Let others be the mad scientists of the wireless world, endlessly tinkering in their labs to create cooler, faster cellphones. Canadian wireless carriers are comfortable concentrating on another mission: making money.
It's an area of strength for them, highlighted by surging revenue and profits in recent years. Part of it has to do with the addition of more cellphone subscribers. Higher prices for roaming and system access fees, along with increased demand for costly data services have also played a role in ringing up increased sales.
In 2006, wireless revenue climbed 15.2 per cent to $12.7-billion (Canadian). That's a 79-per-cent increase over five years, according to Canada's telecommunications regulator.
Even more impressive is the jump in profitability. Earnings before interest, tax, depreciation and amortization (EBITDA) more than doubled to $5.6-billion in 2006 from $2.2-billion in 2002. In turn, the EBITDA margin soared to 44 per cent from 31 per cent.
This gold mine is shared between just three carriers: Bell Canada, Rogers Communications Inc., and Telus Corp.
"You had a nice, comfortable oligopoly ..." said Gavin Graham, chief investment officer at Guardian Group of Funds, which holds shares in Telus, Rogers and Bell's parent BCE.
While investors such as Mr. Graham have had a great time, he's not alone in believing the cellphone market has become cozy. Unlike other countries, foreign companies can't control Canadian wireless airwaves and networks, so big carriers from abroad have stayed away. Smaller domestic wireless carriers, meanwhile, have been swallowed up by the larger companies.
The three Canadian carriers say they've paid their dues. They spent $20-billion plus building their wireless networks over two decades and argue they are merely recouping the investment.
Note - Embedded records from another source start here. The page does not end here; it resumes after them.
use std::fmt;

use architecture::AggregateRoot;
use chrono::{DateTime, Utc};
use serde::{Deserialize, Serialize};
use uuid::Uuid;

use super::history::StatusChange;
use super::planning::Planning;
use crate::exception::{ensure_non_negative, ensure_text, MaintenanceException, MaintenanceResult};
use crate::model::vo::{Approval, Rejection};

/// # Programação OS
/// A maintenance request being planned, reviewed and approved before any
/// field work happens.
#[derive(Debug, Clone, Serialize, Deserialize, PartialEq)]
#[serde(rename_all = "camelCase")]
pub struct Programming {
    pub id: Uuid,
    /// `PRG-<year>-<seq>`
    pub code: String,
    pub status: ProgrammingStatus,
    pub planning: Planning,
    pub audit: ProgrammingAudit,
    /// Order generated on approval.
    pub order_id: Option<Uuid>,
    /// Vehicle reservation held while the programming owns it.
    pub reservation_id: Option<Uuid>,
    pub deleted_at: Option<DateTime<Utc>>,
}

impl AggregateRoot for Programming {}

#[derive(Debug, Clone, Serialize, Deserialize, PartialEq, Default)]
#[serde(rename_all = "camelCase")]
pub struct ProgrammingAudit {
    pub created_by: Option<Uuid>,
    pub created_at: DateTime<Utc>,
    pub updated_at: DateTime<Utc>,
    pub analyzed_by: Option<Uuid>,
    pub analyzed_at: Option<DateTime<Utc>>,
    pub approved_by: Option<Uuid>,
    pub approved_at: Option<DateTime<Utc>>,
    pub approval_notes: Option<String>,
    pub rejected_by: Option<Uuid>,
    pub rejected_at: Option<DateTime<Utc>>,
    pub rejection_reason: Option<String>,
    pub improvement_suggestion: Option<String>,
    pub cancelled_by: Option<Uuid>,
    pub cancelled_at: Option<DateTime<Utc>>,
    pub cancel_reason: Option<String>,
    pub deleted_by: Option<Uuid>,
}

#[derive(Debug, Clone, Copy, Serialize, Deserialize, PartialEq, Eq, Hash, Default)]
pub enum ProgrammingStatus {
    /// # Rascunho
    /// Saved but not yet submitted for review.
    #[serde(rename = "RASCUNHO")]
    Draft,
    /// # Pendente
    #[default]
    #[serde(rename = "PENDENTE")]
    Pending,
    /// # Em análise
    #[serde(rename = "EM_ANALISE")]
    InAnalysis,
    /// # Aprovada
    /// An order has been generated.
    #[serde(rename = "APROVADA")]
    Approved,
    /// # Rejeitada
    #[serde(rename = "REJEITADA")]
    Rejected,
    /// # Cancelada
    #[serde(rename = "CANCELADA")]
    Cancelled,
}

impl fmt::Display for ProgrammingStatus {
    fn fmt(&self, f: &mut fmt::Formatter<'_>) -> fmt::Result {
        f.write_str(match self {
            ProgrammingStatus::Draft => "RASCUNHO",
            ProgrammingStatus::Pending => "PENDENTE",
            ProgrammingStatus::InAnalysis => "EM_ANALISE",
            ProgrammingStatus::Approved => "APROVADA",
            ProgrammingStatus::Rejected => "REJEITADA",
            ProgrammingStatus::Cancelled => "CANCELADA",
        })
    }
}

impl Programming {
    pub fn new(
        code: String,
        planning: Planning,
        draft: bool,
        actor: Option<Uuid>,
        now: DateTime<Utc>,
    ) -> Self {
        Self {
            id: Uuid::new_v4(),
            code,
            status: if draft {
                ProgrammingStatus::Draft
            } else {
                ProgrammingStatus::Pending
            },
            planning,
            audit: ProgrammingAudit {
                created_by: actor,
                created_at: now,
                updated_at: now,
                ..Default::default()
            },
            order_id: None,
            reservation_id: None,
            deleted_at: None,
        }
    }

    pub fn format_code(year: i32, sequence: u32) -> String {
        format!("PRG-{year}-{sequence:04}")
    }

    pub fn is_deleted(&self) -> bool {
        self.deleted_at.is_some()
    }

    /// Only drafts and pending programmings can be edited in place.
    pub fn ensure_editable(&self) -> MaintenanceResult<()> {
        self.ensure_status(&[ProgrammingStatus::Draft, ProgrammingStatus::Pending], "updated")
    }

    pub fn touch(&mut self, now: DateTime<Utc>) -> StatusChange {
        self.audit.updated_at = now;
        StatusChange::unchanged(self.status)
    }

    pub fn submit(&mut self, now: DateTime<Utc>) -> MaintenanceResult<StatusChange> {
        self.ensure_status(&[ProgrammingStatus::Draft], "submitted")?;
        Ok(self.transition(ProgrammingStatus::Pending, now))
    }

    pub fn analyze(
        &mut self,
        actor: Option<Uuid>,
        now: DateTime<Utc>,
    ) -> MaintenanceResult<StatusChange> {
        self.ensure_status(&[ProgrammingStatus::Pending], "analyzed")?;
        self.audit.analyzed_by = actor;
        self.audit.analyzed_at = Some(now);
        Ok(self.transition(ProgrammingStatus::InAnalysis, now))
    }

    /// Flips to approved and applies the reviewer's adjustments to the
    /// planning. Order generation is up to the caller.
    pub fn approve(
        &mut self,
        approval: &Approval,
        actor: Option<Uuid>,
        now: DateTime<Utc>,
    ) -> MaintenanceResult<StatusChange> {
        self.ensure_status(&[ProgrammingStatus::InAnalysis], "approved")?;
        let suggested = approval.suggested_schedule()?;
        if let Some(budget) = approval.budget_override {
            ensure_non_negative("budgetOverride", budget)?;
            self.planning.budget_estimate = budget;
        }
        if suggested.is_some() {
            self.planning.scheduled_at = suggested;
        }
        self.audit.approved_by = actor;
        self.audit.approved_at = Some(now);
        self.audit.approval_notes = approval.notes.clone();
        Ok(self.transition(ProgrammingStatus::Approved, now))
    }

    pub fn reject(
        &mut self,
        rejection: &Rejection,
        actor: Option<Uuid>,
        now: DateTime<Utc>,
    ) -> MaintenanceResult<StatusChange> {
        self.ensure_status(&[ProgrammingStatus::InAnalysis], "rejected")?;
        ensure_text("reason", &rejection.reason)?;
        self.audit.rejected_by = actor;
        self.audit.rejected_at = Some(now);
        self.audit.rejection_reason = Some(rejection.reason.clone());
        self.audit.improvement_suggestion = rejection.improvement_suggestion.clone();
        Ok(self.transition(ProgrammingStatus::Rejected, now))
    }

    pub fn cancel(
        &mut self,
        reason: &str,
        actor: Option<Uuid>,
        now: DateTime<Utc>,
    ) -> MaintenanceResult<StatusChange> {
        if matches!(self.status, ProgrammingStatus::Approved | ProgrammingStatus::Cancelled) {
            return Err(self.transition_error("cancelled"));
        }
        ensure_text("reason", reason)?;
        self.audit.cancelled_by = actor;
        self.audit.cancelled_at = Some(now);
        self.audit.cancel_reason = Some(reason.to_string());
        Ok(self.transition(ProgrammingStatus::Cancelled, now))
    }

    /// Marks the programming deleted. Its status is kept.
    pub fn soft_delete(
        &mut self,
        actor: Option<Uuid>,
        now: DateTime<Utc>,
    ) -> MaintenanceResult<StatusChange> {
        if self.status == ProgrammingStatus::Approved {
            return Err(self.transition_error("deleted"));
        }
        self.deleted_at = Some(now);
        self.audit.deleted_by = actor;
        Ok(self.touch(now))
    }

    fn ensure_status(
        &self,
        allowed: &[ProgrammingStatus],
        action: &'static str,
    ) -> MaintenanceResult<()> {
        if !allowed.contains(&self.status) {
            return Err(self.transition_error(action));
        }
        Ok(())
    }

    fn transition_error(&self, action: &'static str) -> MaintenanceException {
        MaintenanceException::ProgrammingTransition {
            id: self.id,
            status: self.status,
            action,
        }
    }

    fn transition(&mut self, next: ProgrammingStatus, now: DateTime<Utc>) -> StatusChange {
        let change = StatusChange::new(self.status, next);
        self.status = next;
        self.audit.updated_at = now;
        change
    }
}

#[cfg(test)]
mod tests {
    use chrono::{NaiveDate, NaiveTime, TimeZone};

    use super::*;
    use crate::model::entity::planning::tests::planning;

    fn programming(status: ProgrammingStatus) -> Programming {
        let mut p = Programming::new(
            Programming::format_code(2026, 1),
            planning(),
            false,
            None,
            Utc::now(),
        );
        p.status = status;
        p
    }

    #[test]
    fn code_is_zero_padded() {
        assert_eq!(Programming::format_code(2026, 7), "PRG-2026-0007");
        assert_eq!(Programming::format_code(2026, 12345), "PRG-2026-12345");
    }

    #[test]
    fn analyze_only_from_pending() {
        let mut p = programming(ProgrammingStatus::Pending);
        let change = p.analyze(None, Utc::now()).unwrap();
        assert_eq!(change, StatusChange::new("PENDENTE", "EM_ANALISE"));
        assert!(p.audit.analyzed_at.is_some());

        let err = p.analyze(None, Utc::now()).unwrap_err();
        assert!(matches!(
            err,
            MaintenanceException::ProgrammingTransition {
                status: ProgrammingStatus::InAnalysis,
                ..
            }
        ));
    }

    #[test]
    fn approve_requires_analysis() {
        for status in [
            ProgrammingStatus::Draft,
            ProgrammingStatus::Pending,
            ProgrammingStatus::Approved,
            ProgrammingStatus::Rejected,
            ProgrammingStatus::Cancelled,
        ] {
            let mut p = programming(status);
            assert!(p.approve(&Approval::default(), None, Utc::now()).is_err());
            assert_eq!(p.status, status);
        }
    }

    #[test]
    fn approve_applies_budget_and_suggested_schedule() {
        let mut p = programming(ProgrammingStatus::InAnalysis);
        let approval = Approval {
            notes: Some("Priorizar antes da chuva".to_string()),
            budget_override: Some(900.0),
            suggested_date: NaiveDate::from_ymd_opt(2026, 11, 3),
            suggested_time: NaiveTime::from_hms_opt(8, 30, 0),
        };
        p.approve(&approval, None, Utc::now()).unwrap();
        assert_eq!(p.status, ProgrammingStatus::Approved);
        assert_eq!(p.planning.budget_estimate, 900.0);
        assert_eq!(
            p.planning.scheduled_at,
            Some(Utc.with_ymd_and_hms(2026, 11, 3, 8, 30, 0).unwrap())
        );
    }

    #[test]
    fn partial_suggested_schedule_is_invalid_and_keeps_status() {
        let mut p = programming(ProgrammingStatus::InAnalysis);
        let approval = Approval {
            suggested_date: NaiveDate::from_ymd_opt(2026, 11, 3),
            ..Default::default()
        };
        let err = p.approve(&approval, None, Utc::now()).unwrap_err();
        assert!(matches!(err, MaintenanceException::PartialSuggestedSchedule));
        assert_eq!(p.status, ProgrammingStatus::InAnalysis);
    }

    #[test]
    fn cancel_refuses_approved_and_cancelled() {
        for status in [ProgrammingStatus::Approved, ProgrammingStatus::Cancelled] {
            let mut p = programming(status);
            assert!(p.cancel("Sem verba", None, Utc::now()).is_err());
            assert_eq!(p.status, status);
        }
        let mut p = programming(ProgrammingStatus::Rejected);
        p.cancel("Sem verba", None, Utc::now()).unwrap();
        assert_eq!(p.status, ProgrammingStatus::Cancelled);
    }

    #[test]
    fn reject_needs_reason() {
        let mut p = programming(ProgrammingStatus::InAnalysis);
        let rejection = Rejection {
            reason: " ".to_string(),
            improvement_suggestion: None,
        };
        assert!(matches!(
            p.reject(&rejection, None, Utc::now()),
            Err(MaintenanceException::Validation { field: "reason", .. })
        ));
    }

    #[test]
    fn approved_programming_can_not_be_deleted() {
        let mut p = programming(ProgrammingStatus::Approved);
        assert!(p.soft_delete(None, Utc::now()).is_err());
        assert!(!p.is_deleted());

        let mut p = programming(ProgrammingStatus::Rejected);
        p.soft_delete(None, Utc::now()).unwrap();
        assert!(p.is_deleted());
        assert_eq!(p.status, ProgrammingStatus::Rejected);
    }
}
use std::future::{ready, Ready};
use std::str::FromStr;

use actix_web::http::StatusCode;
use actix_web::{web, FromRequest, HttpRequest, HttpResponse, ResponseError};
use architecture::ResponseBase;
use domain_maintenance::exception::{ErrorKind, MaintenanceException};
use serde::Serialize;
use thiserror::Error;
use uuid::Uuid;

pub mod order;
pub mod programming;

/// Header carrying the id of the user acting on the workflow.
pub const ACTOR_HEADER: &str = "X-Actor-Id";

pub type ApiResult<T> = Result<web::Json<ResponseBase<T>>, ApiError>;

fn ok<T: Serialize>(content: T) -> ApiResult<T> {
    Ok(web::Json(ResponseBase::ok(Some(content))))
}

#[derive(Error, Debug)]
pub enum ApiError {
    #[error(transparent)]
    Maintenance(#[from] MaintenanceException),
    #[error("{0}")]
    InvalidRequest(String),
}

impl ResponseError for ApiError {
    fn status_code(&self) -> StatusCode {
        match self {
            ApiError::InvalidRequest(_) => StatusCode::BAD_REQUEST,
            ApiError::Maintenance(e) => match e.kind() {
                ErrorKind::NotFound => StatusCode::NOT_FOUND,
                ErrorKind::Conflict => StatusCode::CONFLICT,
                ErrorKind::Validation => StatusCode::UNPROCESSABLE_ENTITY,
                ErrorKind::Timeout => StatusCode::GATEWAY_TIMEOUT,
                ErrorKind::Internal => StatusCode::INTERNAL_SERVER_ERROR,
            },
        }
    }

    fn error_response(&self) -> HttpResponse {
        let body = match self {
            ApiError::InvalidRequest(message) => ResponseBase::<()>::err(400, message),
            ApiError::Maintenance(e) if e.kind() == ErrorKind::Internal => {
                tracing::error!("{e:?}");
                ResponseBase::err(e.status().into(), "Internal Error.")
            }
            ApiError::Maintenance(e) => ResponseBase::err(e.status().into(), &e.to_string()),
        };
        HttpResponse::build(self.status_code()).json(body)
    }
}

fn extract_uuid(s: &str) -> Result<Uuid, ApiError> {
    Uuid::from_str(s).map_err(|e| {
        ApiError::InvalidRequest(format!(r#"error when parse uuid from "{s}": {e}"#))
    })
}

/// Optional acting user, read from [`ACTOR_HEADER`].
#[derive(Debug, Clone, Copy)]
pub struct Actor(pub Option<Uuid>);

impl FromRequest for Actor {
    type Error = ApiError;
    type Future = Ready<Result<Self, Self::Error>>;

    fn from_request(req: &HttpRequest, _: &mut actix_web::dev::Payload) -> Self::Future {
        let actor = match req.headers().get(ACTOR_HEADER) {
            None => Ok(Actor(None)),
            Some(value) => value
                .to_str()
                .map_err(|e| ApiError::InvalidRequest(format!("invalid {ACTOR_HEADER}: {e}")))
                .and_then(extract_uuid)
                .map(|id| Actor(Some(id))),
        };
        ready(actor)
    }
}

/// Routes and extractor settings of the whole API.
pub fn configure(cfg: &mut web::ServiceConfig) {
    cfg.app_data(
        web::JsonConfig::default()
            .error_handler(|e, _| ApiError::InvalidRequest(e.to_string()).into()),
    )
    .app_data(
        web::QueryConfig::default()
            .error_handler(|e, _| ApiError::InvalidRequest(e.to_string()).into()),
    )
    .service(programming::create)
    .service(programming::list)
    .service(programming::get)
    .service(programming::update)
    .service(programming::submit)
    .service(programming::analyze)
    .service(programming::approve)
    .service(programming::reject)
    .service(programming::cancel)
    .service(programming::delete)
    .service(programming::history)
    .service(order::list)
    .service(order::get)
    .service(order::schedule)
    .service(order::start)
    .service(order::start_from_programming)
    .service(order::pause)
    .service(order::resume)
    .service(order::checklist)
    .service(order::materials)
    .service(order::tools)
    .service(order::complete_task)
    .service(order::cancel_task)
    .service(order::finish)
    .service(order::cancel)
    .service(order::history);
}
Iain Grant of SeaBoard Group, which recently issued a report showing that Canadians pay far higher rates for wireless data services than their counterparts in Europe and the United States, said the cellphone industry here does go through innovative periods although that hasn't been the case recently. "The most innovative ideas are now data-centric and the high price of data transmission in Canada doesn't support an experimental culture," Mr. Grant wrote in an e-mail.
Their money-making talents could soon be put to the test. At the end of November, Ottawa decided to set aside some wireless airwaves for new entrants to bid on in an auction this year. It also promised the newbies other breaks, such as the ability to use the bigger carriers' networks.
If fresh competitors do move into the market, the existing carriers will have to learn to share the industry's revenue. They may also face more pressure to embrace their inner inventor instead of seeking inspiration from abroad.
"We are looking for greater competition in the market and further innovation in the industry," Industry Minister Jim Prentice said in a November statement.